[What to produce] What is needed here is every line of the records that includes "while".

Stored items

*** Block opens ***

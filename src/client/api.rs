/**
 * REST API Client
 *
 * This module provides an async client for the message and invitation
 * endpoints. It holds a base URL and a bearer token and decodes the
 * standard `{error, message}` body into `ClientError::Api` on non-2xx
 * responses.
 *
 * # Usage
 *
 * ```rust,no_run
 * use huddle::client::ApiClient;
 *
 * # async fn example() -> Result<(), huddle::client::ClientError> {
 * let api = ApiClient::new("http://127.0.0.1:3000", "jwt-token");
 * let messages = api.list_messages(42, None, None).await?;
 * # Ok(())
 * # }
 * ```
 */

use crate::client::error::ClientError;
use crate::shared::{
    ChatMessage, DeleteMessageResponse, Invitation, SendMessageRequest, UpdateMessageRequest,
};
use reqwest::Client;
use serde::de::DeserializeOwned;
use serde::Deserialize;

/// An image queued for upload alongside a message
#[derive(Debug, Clone)]
pub struct ImageAttachment {
    pub file_name: String,
    pub content_type: String,
    pub data: Vec<u8>,
}

/// Error body returned by the server on failures
#[derive(Deserialize)]
struct ApiErrorBody {
    error: String,
    message: String,
}

/// Async client for the REST API
#[derive(Debug, Clone)]
pub struct ApiClient {
    base_url: String,
    token: String,
    client: Client,
}

impl ApiClient {
    /// Create a client for the given server and bearer token
    pub fn new(base_url: impl Into<String>, token: impl Into<String>) -> Self {
        let base_url = base_url.into().trim_end_matches('/').to_string();
        Self {
            base_url,
            token: token.into(),
            client: Client::new(),
        }
    }

    /// Build a full URL from an API path
    fn url(&self, path: &str) -> String {
        format!("{}{}", self.base_url, path)
    }

    /// Fetch a page of channel messages, oldest first
    ///
    /// `limit` and `offset` fall back to the server defaults when `None`.
    pub async fn list_messages(
        &self,
        channel_id: i64,
        limit: Option<i64>,
        offset: Option<i64>,
    ) -> Result<Vec<ChatMessage>, ClientError> {
        let url = self.url(&format!("/api/channels/{}/messages", channel_id));

        let mut query: Vec<(&str, String)> = Vec::new();
        if let Some(limit) = limit {
            query.push(("limit", limit.to_string()));
        }
        if let Some(offset) = offset {
            query.push(("offset", offset.to_string()));
        }

        let response = self
            .client
            .get(&url)
            .header("Authorization", format!("Bearer {}", self.token))
            .query(&query)
            .send()
            .await?;

        decode(response).await
    }

    /// Fetch every message created strictly after the given millisecond
    /// timestamp, oldest first
    pub async fn list_messages_after(
        &self,
        channel_id: i64,
        after_millis: i64,
    ) -> Result<Vec<ChatMessage>, ClientError> {
        let url = self.url(&format!("/api/channels/{}/messages", channel_id));

        let response = self
            .client
            .get(&url)
            .header("Authorization", format!("Bearer {}", self.token))
            .query(&[("after", after_millis.to_string())])
            .send()
            .await?;

        decode(response).await
    }

    /// Send a text-only message as JSON
    pub async fn send_message(
        &self,
        channel_id: i64,
        content: &str,
    ) -> Result<ChatMessage, ClientError> {
        let url = self.url(&format!("/api/channels/{}/messages", channel_id));
        let request = SendMessageRequest {
            content: content.to_string(),
        };

        let response = self
            .client
            .post(&url)
            .header("Authorization", format!("Bearer {}", self.token))
            .json(&request)
            .send()
            .await?;

        decode(response).await
    }

    /// Send a message with image attachments as multipart form data
    ///
    /// The `content` field may be empty when at least one image is
    /// attached; the server rejects the send otherwise.
    pub async fn send_message_with_images(
        &self,
        channel_id: i64,
        content: &str,
        images: Vec<ImageAttachment>,
    ) -> Result<ChatMessage, ClientError> {
        let url = self.url(&format!("/api/channels/{}/messages", channel_id));

        let mut form = reqwest::multipart::Form::new().text("content", content.to_string());
        for (index, image) in images.into_iter().enumerate() {
            let part = reqwest::multipart::Part::bytes(image.data)
                .file_name(image.file_name)
                .mime_str(&image.content_type)?;
            form = form.part(format!("image_{}", index), part);
        }

        let response = self
            .client
            .post(&url)
            .header("Authorization", format!("Bearer {}", self.token))
            .multipart(form)
            .send()
            .await?;

        decode(response).await
    }

    /// Edit a message's text content
    pub async fn update_message(
        &self,
        channel_id: i64,
        message_id: i64,
        content: &str,
    ) -> Result<ChatMessage, ClientError> {
        let url = self.url(&format!(
            "/api/channels/{}/messages/{}",
            channel_id, message_id
        ));
        let request = UpdateMessageRequest {
            content: content.to_string(),
        };

        let response = self
            .client
            .patch(&url)
            .header("Authorization", format!("Bearer {}", self.token))
            .json(&request)
            .send()
            .await?;

        decode(response).await
    }

    /// Delete a message
    pub async fn delete_message(
        &self,
        channel_id: i64,
        message_id: i64,
    ) -> Result<DeleteMessageResponse, ClientError> {
        let url = self.url(&format!(
            "/api/channels/{}/messages/{}",
            channel_id, message_id
        ));

        let response = self
            .client
            .delete(&url)
            .header("Authorization", format!("Bearer {}", self.token))
            .send()
            .await?;

        decode(response).await
    }

    /// List pending workspace invitations for the current user
    ///
    /// Notifications are delivered live only while a gateway session is
    /// open; this is the recovery path for invitations issued while the
    /// user was offline.
    pub async fn pending_invitations(&self) -> Result<Vec<Invitation>, ClientError> {
        let url = self.url("/api/invitations");

        let response = self
            .client
            .get(&url)
            .header("Authorization", format!("Bearer {}", self.token))
            .send()
            .await?;

        decode(response).await
    }
}

/// Decode a response body, turning error statuses into `ClientError::Api`
async fn decode<T: DeserializeOwned>(response: reqwest::Response) -> Result<T, ClientError> {
    let status = response.status();
    if !status.is_success() {
        let body = response
            .json::<ApiErrorBody>()
            .await
            .unwrap_or_else(|_| ApiErrorBody {
                error: "unknown".to_string(),
                message: status
                    .canonical_reason()
                    .unwrap_or("request failed")
                    .to_string(),
            });
        return Err(ClientError::Api {
            status: status.as_u16(),
            error: body.error,
            message: body.message,
        });
    }

    Ok(response.json::<T>().await?)
}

*** Block closes ***

[Exercise result]
    /// Notifications are delivered live only while a gateway session is
    /// open; this is the recovery path for invitations issued while the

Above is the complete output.